Trial Registration  ClinicalTrials.gov Identifier: NCT01764633

Metabolic syndrome (MetS) is a constellation of several metabolic and cardiovascular (CV) risk factors that include obesity and visceral adiposity, insulin resistance, glucose intolerance, hypertension, and atherogenic dyslipidemia. Because of the high incidence and increasing prevalence of overweight and obesity in the world, there are currently a large number of patients with MetS worldwide, and these numbers are increasing.^1,2 It is known that patients with MetS are at an increased risk of developing diabetes and major adverse CV events (MACE). The 2018 US multisociety cholesterol guidelines have emphasized the importance of MetS by listing it as one of the risk-enhancing factors for MACE.^3,4 Because of the associated atherogenic dyslipidemia and the increased risk of developing MACE, lipid-lowering therapy with statins is recommended for patients with MetS. Prior studies have shown that intensive lipid-lowering therapy with high-dose statins in patients with MetS and atherosclerotic CV disease (ASCVD) significantly reduced the risk of MACE.⁵ However, despite treatment with high-intensity statins, these patients continue to have residual risk and are at high risk of developing MACE. Also, because these patients have or are at risk of developing diabetes, there is concern that treatment with statins further increases their risk of developing diabetes, either due to the drug itself or by affecting transmembrane cholesterol transport.^6-9

Recently, biologic agents targeting proprotein convertase subtilisin/kexin type 9 (PCSK9), when added to background statin therapy, have been shown to reduce low-density lipoprotein cholesterol (LDL-C) by 50% to 60% as well as reduce CV events.^10-13 In the Further Cardiovascular Outcomes Research With PCSK9 Inhibition in Subjects With Elevated Risk (FOURIER) trial, treatment with evolocumab, a fully human monoclonal antibody targeting PCSK9, reduced the risk of MACE when added to moderate to high doses of statin therapy in patients with clinically evident ASCVD, including in patients with diabetes.^10-13 However, the role of PCSK9 inhibition in reducing risk of MACE in patients with MetS has not been established. Consequently, we evaluated the efficacy and safety of treatment with evolocumab in patients with MetS in the FOURIER trial based on the definition established by the National Cholesterol Education Program Adult Treatment Panel III guidelines¹⁴ and endorsed by several other international scientific associations.¹⁵

The details of the FOURIER trial have been described previously,^10,16 and the study protocol is available in Supplement 1. In brief, patients aged 40 to 85 years with ASCVD and additional CV risk factors (including diabetes, MetS, and others) were enrolled from February 2013 to June 2015. Clinically evident ASCVD was defined as prior myocardial infarction (MI), prior nonhemorrhagic stroke, or symptomatic peripheral arterial disease. A fasting LDL-C level of 70 mg/dL (to convert to millimoles per liter, multiply by 0.0259) or higher or non–high-density lipoprotein cholesterol (HDL-C) of 100 mg/dL or higher while taking a high- or moderate-intensity statin (defined as equivalent to a dose of atorvastatin ≥20 mg daily) was also required for participation. Patients with an estimated glomerular filtration rate (eGFR) less than 20 mL/min/1.73 m² or a history of kidney transplant were excluded. All individuals signed a written informed consent prior to enrollment, and relevant local organizations or a central institutional review board within a country approved the study. The full study population was included in the analyses, except for 222 patients in whom the criteria for MetS were not available.
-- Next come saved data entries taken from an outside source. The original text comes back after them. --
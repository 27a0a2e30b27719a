use anyhow::{Context, Result};
use serde::{Deserialize, Serialize};
use std::fs;
use std::path::{Path, PathBuf};
use std::time::Duration;
use tracing::{debug, info};
use url::Url;

use crate::catalog::{CatalogError, urls};

#[derive(Debug, Clone, Default, PartialEq, Eq, Serialize, Deserialize)]
pub struct Config {
    #[serde(default)]
    pub catalog: CatalogConfig,

    #[serde(default)]
    pub network: NetworkConfig,
}

#[derive(Debug, Clone, PartialEq, Eq, Serialize, Deserialize)]
pub struct CatalogConfig {
    #[serde(default = "default_feed_url")]
    pub feed_url: String,

    /// Base URL that category, title and media file segments are appended to
    #[serde(default = "default_prefix_url")]
    pub prefix_url: String,
}

#[derive(Debug, Clone, PartialEq, Eq, Serialize, Deserialize)]
pub struct NetworkConfig {
    /// Request timeout in seconds
    #[serde(default = "default_timeout")]
    pub connection_timeout: u64,
}

impl Config {
    pub fn load() -> Result<Self> {
        Self::load_from(&Self::config_path()?)
    }

    /// Read the config at `path` without touching the filesystem otherwise
    pub fn read_from(path: &Path) -> Result<Self> {
        debug!("Loading config from {:?}", path);
        let contents = fs::read_to_string(path).context("Failed to read config file")?;
        let config: Config = toml::from_str(&contents).context("Failed to parse config file")?;
        info!("Config loaded successfully");
        Ok(config)
    }

    /// Read the config at `path`, writing defaults there if it does not exist
    pub fn load_from(path: &Path) -> Result<Self> {
        if path.exists() {
            Self::read_from(path)
        } else {
            info!("No config file found, using defaults");
            let config = Config::default();
            config.save_to(path)?;
            Ok(config)
        }
    }

    pub fn save(&self) -> Result<()> {
        self.save_to(&Self::config_path()?)
    }

    pub fn save_to(&self, path: &Path) -> Result<()> {
        // Ensure config directory exists
        if let Some(parent) = path.parent() {
            fs::create_dir_all(parent).context("Failed to create config directory")?;
        }

        let contents = toml::to_string_pretty(self).context("Failed to serialize config")?;

        fs::write(path, contents).context("Failed to write config file")?;

        debug!("Config saved to {:?}", path);
        Ok(())
    }

    pub fn request_timeout(&self) -> Duration {
        Duration::from_secs(self.network.connection_timeout)
    }

    pub fn config_path() -> Result<PathBuf> {
        let config_dir = dirs::config_dir().context("Failed to get config directory")?;
        Ok(config_dir.join("reel-catalog").join("config.toml"))
    }
}

impl Default for CatalogConfig {
    fn default() -> Self {
        Self {
            feed_url: default_feed_url(),
            prefix_url: default_prefix_url(),
        }
    }
}

impl Default for NetworkConfig {
    fn default() -> Self {
        Self {
            connection_timeout: default_timeout(),
        }
    }
}

// Default value functions
fn default_feed_url() -> String {
    "https://storage.googleapis.com/android-tv/android_tv_videos_new.json".to_string()
}
fn default_prefix_url() -> String {
    "https://storage.googleapis.com/android-tv".to_string()
}
fn default_timeout() -> u64 {
    30
}

/// Where the catalog loader obtains its prefix URL.
///
/// The loader asks again on every fetch attempt, so implementations backed by
/// mutable storage pick up changes between attempts.
pub trait PrefixUrlSource: Send + Sync {
    fn prefix_url(&self) -> Result<Url, CatalogError>;
}

impl PrefixUrlSource for Config {
    fn prefix_url(&self) -> Result<Url, CatalogError> {
        urls::parse_prefix(&self.catalog.prefix_url)
    }
}

/// Prefix source that re-reads a config file on every request.
///
/// The file is only read; a missing file is a configuration error.
#[derive(Debug, Clone)]
pub struct ConfigFile {
    path: PathBuf,
}

impl ConfigFile {
    pub fn new(path: impl Into<PathBuf>) -> Self {
        Self { path: path.into() }
    }

    /// The per-user config file
    pub fn user() -> Result<Self> {
        Ok(Self::new(Config::config_path()?))
    }

    pub fn path(&self) -> &Path {
        &self.path
    }
}

impl PrefixUrlSource for ConfigFile {
    fn prefix_url(&self) -> Result<Url, CatalogError> {
        Config::read_from(&self.path)
            .map_err(|e| CatalogError::Config(format!("{:#}", e)))?
            .prefix_url()
    }
}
For this prespecified analysis, we identified patients with MetS based on meeting at least 3 of the 5 following criteria¹⁴: (1) waist circumference more than 102 cm for men or more than 88 cm for women; (2) triglyceride levels of 150 mg/dL or higher (to convert to millimoles per liter, multiply by 0.0113); (3) HDL-C less than 40 mg/dL for men or less than 50 mg/dL for women; (4) blood pressure of 130 mm Hg or higher/85 mm Hg or higher; and (5) fasting glucose level of 110 mg/dL or higher (to convert to millimoles per liter, multiply by 0.0555).

Because many patients with MetS also have diabetes and because diabetes itself is known to increase the risk of MACE, we further substratified patients based on the presence or absence of diabetes at baseline.

Patients were randomized 1:1 to receive subcutaneous evolocumab (either 140 mg every 2 weeks or 420 mg monthly, per patient preference) or matching placebo injection (eFigure 1 in Supplement 2). Randomization was performed in a double-blinded manner with the use of a central computerized system, with stratification according to the final screening LDL-C level (<85 or ≥85 mg/dL) and region.¹² Follow-up visits occurred at week 2, 4, 12, and every 12 weeks thereafter, and patients were followed up for a median of 2.2 years (interquartile range [IQR], 1.8-2.5 years). Blood specimens were obtained and sent to a central core laboratory for analysis at week 4, 12, 24, and every 24 weeks thereafter, including for glycated hemoglobin A_1c (National Glycohemoglobin Standardization Program–certified assay) every 24 weeks and fasting (≥9 hours) plasma glucose at weeks 12, 24, and every 24 weeks thereafter. Low-density lipoprotein cholesterol was calculated based on the Friedewald equation, unless the calculated value was less than 40 mg/dL or the measured triglyceride levels were 400 mg/dL, in which case ultracentrifugation was performed.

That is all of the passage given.